TASK BRIEF:
Whenever a line of the entries below holds the string "with", copy that line and return it.

++++ DATA IN THIS EXERCISE ++++

use movify_core::AppError;
use sqlx::PgPool;
use sqlx::postgres::PgPoolOptions;

pub async fn connect_and_migrate(database_url: &str) -> Result<PgPool, AppError> {
    let pool = PgPoolOptions::new()
        .max_connections(10)
        .connect(database_url)
        .await
        .map_err(|error| AppError::Internal(format!("failed to connect to database: {error}")))?;

    sqlx::migrate!("../../crates/infrastructure/migrations")
        .run(&pool)
        .await
        .map_err(|error| AppError::Internal(format!("failed to run migrations: {error}")))?;

    Ok(pool)
}
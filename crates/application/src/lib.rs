//! Application services and ports.

#![forbid(unsafe_code)]

mod auth_service;
mod clock;
mod content_service;
mod episode_service;
mod login_attempt_service;
mod personal_list_service;
mod user_service;

#[cfg(test)]
mod test_support;

pub use auth_service::{
    AuthGateway, AuthService, GatewayLoginRequest, GatewayRegisterRequest, IssuedCredentials,
    LOGIN_BLOCKED_MESSAGE, LOGIN_FAILED_MESSAGE, LoginInput, LoginResult, PasswordResetInput,
    RegisterInput, RegistrationResult,
};
pub use clock::{Clock, SystemClock};
pub use content_service::{ContentRepository, ContentService};
pub use episode_service::{EpisodeRepository, EpisodeService};
pub use login_attempt_service::{AttemptLedger, LedgerWrite, LoginAttemptGuard, MAX_WRITE_ROUNDS};
pub use personal_list_service::{PersonalListRepository, PersonalListService};
pub use user_service::{UserRepository, UserService};
pub mod auth;
pub mod contents;
pub mod episodes;
pub mod health;
pub mod personal_lists;
pub mod users;
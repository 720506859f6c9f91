//! PostgreSQL-backed episode repository.

use async_trait::async_trait;
use sqlx::PgPool;

use movify_application::EpisodeRepository;
use movify_core::{AppError, AppResult};
use movify_domain::{ContentId, Episode, EpisodeId};


/// PostgreSQL implementation of the episode repository port.
#[derive(Clone)]
pub struct PostgresEpisodeRepository {
    pool: PgPool,
}

impl PostgresEpisodeRepository {
    /// Creates a repository with the provided connection pool.
    #[must_use]
    pub fn new(pool: PgPool) -> Self {
        Self { pool }
    }
}

#[derive(Debug, sqlx::FromRow)]
struct EpisodeRow {
    id: uuid::Uuid,
    content_id: uuid::Uuid,
    title: Option<String>,
    storyline: Option<String>,
    status: String,
    video_url: Option<String>,
    episode_number: Option<i32>,
    season_number: Option<i32>,
}

impl TryFrom<EpisodeRow> for Episode {
    type Error = AppError;

    fn try_from(row: EpisodeRow) -> Result<Self, Self::Error> {
        let status = row.status.parse().map_err(|_| {
            AppError::Internal(format!(
                "episode '{}' has invalid status '{}'",
                row.id, row.status
            ))
        })?;

        Ok(Self {
            id: EpisodeId::from_uuid(row.id),
            content_id: ContentId::from_uuid(row.content_id),
            title: row.title,
            storyline: row.storyline,
            status,
            video_url: row.video_url,
            episode_number: row.episode_number,
            season_number: row.season_number,
        })
    }
}

fn missing_content_or_internal(error: sqlx::Error, episode: &Episode) -> AppError {
    if let sqlx::Error::Database(ref database_error) = error
        && database_error.code().as_deref() == Some("23503")
    {
        return AppError::NotFound(format!("content '{}' not found", episode.content_id));
    }

    AppError::Internal(format!("failed to store episode '{}': {error}", episode.id))
}

#[async_trait]
impl EpisodeRepository for PostgresEpisodeRepository {
    async fn find(&self, episode_id: EpisodeId) -> AppResult<Option<Episode>> {
        let row = sqlx::query_as::<_, EpisodeRow>(
            r#"
            SELECT id, content_id, title, storyline, status, video_url,
                   episode_number, season_number
            FROM episodes
            WHERE id = $1
            "#,
        )
        .bind(episode_id.as_uuid())
        .fetch_optional(&self.pool)
        .await
        .map_err(|error| AppError::Internal(format!("failed to load episode: {error}")))?;

        row.map(Episode::try_from).transpose()
    }

    async fn insert(&self, episode: &Episode) -> AppResult<()> {
        sqlx::query(
            r#"
            INSERT INTO episodes (
                id, content_id, title, storyline, status, video_url,
                episode_number, season_number
            )
            VALUES ($1, $2, $3, $4, $5, $6, $7, $8)
            "#,
        )
        .bind(episode.id.as_uuid())
        .bind(episode.content_id.as_uuid())
        .bind(episode.title.as_deref())
        .bind(episode.storyline.as_deref())
        .bind(episode.status.as_str())
        .bind(episode.video_url.as_deref())
        .bind(episode.episode_number)
        .bind(episode.season_number)
        .execute(&self.pool)
        .await
        .map_err(|error| missing_content_or_internal(error, episode))?;

        Ok(())
    }

    async fn save(&self, episode: &Episode) -> AppResult<()> {
        let result = sqlx::query(
            r#"
            UPDATE episodes
            SET title = $2,
                storyline = $3,
                status = $4,
                video_url = $5,
                episode_number = $6,
                season_number = $7
            WHERE id = $1
            "#,
        )
        .bind(episode.id.as_uuid())
        .bind(episode.title.as_deref())
        .bind(episode.storyline.as_deref())
        .bind(episode.status.as_str())
        .bind(episode.video_url.as_deref())
        .bind(episode.episode_number)
        .bind(episode.season_number)
        .execute(&self.pool)
        .await
        .map_err(|error| AppError::Internal(format!("failed to update episode: {error}")))?;

        if result.rows_affected() == 0 {
            return Err(AppError::NotFound(format!(
                "episode '{}' not found",
                episode.id
            )));
        }

        Ok(())
    }

    async fn delete(&self, episode_id: EpisodeId) -> AppResult<bool> {
        let result = sqlx::query(
            r#"
            DELETE FROM episodes
            WHERE id = $1
            "#,
        )
        .bind(episode_id.as_uuid())
        .execute(&self.pool)
        .await
        .map_err(|error| AppError::Internal(format!("failed to delete episode: {error}")))?;

        Ok(result.rows_affected() > 0)
    }

    async fn list_for_content(&self, content_id: ContentId) -> AppResult<Vec<Episode>> {
        let rows = sqlx::query_as::<_, EpisodeRow>(
            r#"
            SELECT id, content_id, title, storyline, status, video_url,
                   episode_number, season_number
            FROM episodes
            WHERE content_id = $1
            ORDER BY season_number NULLS LAST, episode_number NULLS LAST, id
            "#,
        )
        .bind(content_id.as_uuid())
        .fetch_all(&self.pool)
        .await
        .map_err(|error| AppError::Internal(format!("failed to list episodes: {error}")))?;

        rows.into_iter().map(Episode::try_from).collect()
    }
}
use std::fmt::{Display, Formatter};
use std::str::FromStr;

use serde::{Deserialize, Serialize};

use crate::AppError;

/// Access level carried by accounts and issued tokens.
#[derive(Debug, Clone, Copy, PartialEq, Eq, Hash, Serialize, Deserialize)]
#[serde(rename_all = "SCREAMING_SNAKE_CASE")]
pub enum Role {
    /// Regular catalog viewer.
    User,
    /// Catalog editor with full write access.
    Admin,
}

impl Role {
    /// Returns the stable transport value for this role.
    #[must_use]
    pub fn as_str(&self) -> &'static str {
        match self {
            Self::User => "USER",
            Self::Admin => "ADMIN",
        }
    }

    /// Returns whether this role is allowed to act where `required` is needed.
    #[must_use]
    pub fn satisfies(&self, required: Role) -> bool {
        match required {
            Self::User => true,
            Self::Admin => *self == Self::Admin,
        }
    }
}

impl Display for Role {
    fn fmt(&self, formatter: &mut Formatter<'_>) -> std::fmt::Result {
        formatter.write_str(self.as_str())
    }
}

impl FromStr for Role {
    type Err = AppError;

    fn from_str(value: &str) -> Result<Self, Self::Err> {
        match value.trim().to_ascii_uppercase().as_str() {
            "USER" => Ok(Self::User),
            "ADMIN" => Ok(Self::Admin),
            _ => Err(AppError::Validation(format!("unknown role '{value}'"))),
        }
    }
}

/// Caller identity resolved from a validated access token.
#[derive(Debug, Clone, PartialEq, Eq, Serialize, Deserialize)]
pub struct Principal {
    email: String,
    role: Role,
}

impl Principal {
    /// Creates a principal from token claims.
    #[must_use]
    pub fn new(email: impl Into<String>, role: Role) -> Self {
        Self {
            email: email.into(),
            role,
        }
    }

    /// Returns the email claim of the token.
    #[must_use]
    pub fn email(&self) -> &str {
        self.email.as_str()
    }

    /// Returns the role claim of the token.
    #[must_use]
    pub fn role(&self) -> Role {
        self.role
    }
}

#[cfg(test)]
mod tests {
    use super::Role;

    #[test]
    fn admin_satisfies_every_requirement() {
        assert!(Role::Admin.satisfies(Role::User));
        assert!(Role::Admin.satisfies(Role::Admin));
    }

    #[test]
    fn user_does_not_satisfy_admin() {
        assert!(Role::User.satisfies(Role::User));
        assert!(!Role::User.satisfies(Role::Admin));
    }

    #[test]
    fn role_parses_case_insensitively() {
        assert_eq!("admin".parse::<Role>().ok(), Some(Role::Admin));
        assert!("guest".parse::<Role>().is_err());
    }
}
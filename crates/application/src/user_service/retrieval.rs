use super::*;

impl UserService {
    /// Returns the user designated by `lookup`.
    pub async fn find(&self, lookup: &UserLookup) -> AppResult<User> {
        self.require(lookup).await
    }

    /// Returns the user designated by `lookup`, if any.
    pub async fn find_optional(&self, lookup: &UserLookup) -> AppResult<Option<User>> {
        self.repository.find(lookup).await
    }

    /// Returns the user registered with `email`, if any.
    pub async fn find_optional_by_email(&self, email: &str) -> AppResult<Option<User>> {
        let email = EmailAddress::new(email)?;
        self.repository.find(&UserLookup::Email(email)).await
    }

    /// Returns the role of the user registered with `email`.
    pub async fn role_for_email(&self, email: &str) -> AppResult<Role> {
        let email = EmailAddress::new(email)?;
        Ok(self.require(&UserLookup::Email(email)).await?.role)
    }
}
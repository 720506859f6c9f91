use chrono::{DateTime, Utc};

use crate::ids::{ContentId, FavoriteEntryId, UserId};

/// Content item saved to a user's personal list.
#[derive(Debug, Clone, PartialEq, Eq)]
pub struct FavoriteEntry {
    /// Entry identifier.
    pub id: FavoriteEntryId,
    /// Owner of the list.
    pub user_id: UserId,
    /// Saved content item.
    pub content_id: ContentId,
    /// Time the item was saved.
    pub created_at: DateTime<Utc>,
}

impl FavoriteEntry {
    /// Creates a new list entry.
    #[must_use]
    pub fn new(user_id: UserId, content_id: ContentId, now: DateTime<Utc>) -> Self {
        Self {
            id: FavoriteEntryId::new(),
            user_id,
            content_id,
            created_at: now,
        }
    }
}
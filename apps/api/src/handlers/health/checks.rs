use crate::dto::HealthDependencyStatus;

pub(super) async fn check_postgres(pool: sqlx::PgPool) -> HealthDependencyStatus {
    let check = sqlx::query_scalar::<_, i32>("SELECT 1")
        .fetch_one(&pool)
        .await;

    match check {
        Ok(_) => HealthDependencyStatus {
            status: "ok",
            detail: None,
        },
        Err(error) => HealthDependencyStatus {
            status: "error",
            detail: Some(format!("postgres check failed: {error}")),
        },
    }
}
use std::sync::Arc;

use chrono::Duration;
use tracing::{debug, warn};

use movify_core::{AppError, AppResult};
use movify_domain::{AttemptTransition, ClientKey, LoginAttemptPolicy, is_blocked, next_attempt};

use crate::Clock;

use super::ports::{AttemptLedger, LedgerWrite};

/// Read-decide-write rounds attempted before giving up on a contended record.
pub const MAX_WRITE_ROUNDS: usize = 4;

/// Application service gating login attempts per client identifier.
#[derive(Clone)]
pub struct LoginAttemptGuard {
    ledger: Arc<dyn AttemptLedger>,
    clock: Arc<dyn Clock>,
    policy: LoginAttemptPolicy,
}

impl LoginAttemptGuard {
    /// Creates a new guard.
    #[must_use]
    pub fn new(
        ledger: Arc<dyn AttemptLedger>,
        clock: Arc<dyn Clock>,
        policy: LoginAttemptPolicy,
    ) -> Self {
        Self {
            ledger,
            clock,
            policy,
        }
    }

    /// Returns the active policy.
    #[must_use]
    pub fn policy(&self) -> &LoginAttemptPolicy {
        &self.policy
    }

    /// Returns whether `client_key` is currently locked out. Never writes.
    pub async fn is_blocked(&self, client_key: &ClientKey) -> AppResult<bool> {
        let record = self.ledger.find(client_key).await?;
        Ok(is_blocked(record.as_ref(), self.clock.now()))
    }

    /// Charges one attempt to `client_key`.
    ///
    /// Returns `true` when the allowance is exhausted and the lockout is still
    /// active, in which case nothing is written. The attempt that consumes the
    /// last unit of allowance returns `false`; the next one is blocked.
    pub async fn register_attempt(&self, client_key: &ClientKey) -> AppResult<bool> {
        for round in 1..=MAX_WRITE_ROUNDS {
            let now = self.clock.now();
            let current = self.ledger.find(client_key).await?;

            let (record, write) = match next_attempt(current.as_ref(), client_key, now, &self.policy)
            {
                AttemptTransition::Blocked => {
                    warn!(client_key = %client_key, "login attempt rejected, lockout active");
                    return Ok(true);
                }
                AttemptTransition::Create(record) => {
                    let write = self.ledger.insert(&record, now).await?;
                    (record, write)
                }
                AttemptTransition::Update {
                    next,
                    expected_version,
                } => {
                    let write = self.ledger.update(&next, expected_version, now).await?;
                    (next, write)
                }
            };

            match write {
                LedgerWrite::Applied => {
                    if let Some(lockout_until) = record.lockout_until {
                        warn!(
                            client_key = %client_key,
                            lockout_until = %lockout_until,
                            "login allowance exhausted, lockout started"
                        );
                    } else {
                        debug!(
                            client_key = %client_key,
                            attempts_remaining = record.attempts_remaining,
                            "login attempt charged"
                        );
                    }
                    return Ok(false);
                }
                LedgerWrite::Conflict => {
                    debug!(client_key = %client_key, round, "attempt record changed concurrently, retrying");
                }
            }
        }

        Err(AppError::Conflict(format!(
            "attempt record for '{client_key}' kept changing concurrently"
        )))
    }

    /// Removes all attempt state for `client_key`. Absent records are a no-op.
    pub async fn reset(&self, client_key: &ClientKey) -> AppResult<()> {
        if self.ledger.delete(client_key).await? {
            debug!(client_key = %client_key, "attempt record reset");
        }

        Ok(())
    }

    /// Deletes records untouched for `retention` that are not locked out.
    pub async fn purge_expired(&self, retention: Duration) -> AppResult<u64> {
        if retention < Duration::zero() {
            return Err(AppError::Validation(
                "attempt retention must not be negative".to_owned(),
            ));
        }

        let now = self.clock.now();
        let written_before = now
            .checked_sub_signed(retention)
            .unwrap_or(chrono::DateTime::<chrono::Utc>::MIN_UTC);

        self.ledger.purge_stale(written_before, now).await
    }
}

++++

RESULT OF THE EXERCISE:
    /// Creates a repository with the provided connection pool.
    /// Catalog editor with full write access.
    /// Returns the user registered with `email`, if any.
    /// Returns the role of the user registered with `email`.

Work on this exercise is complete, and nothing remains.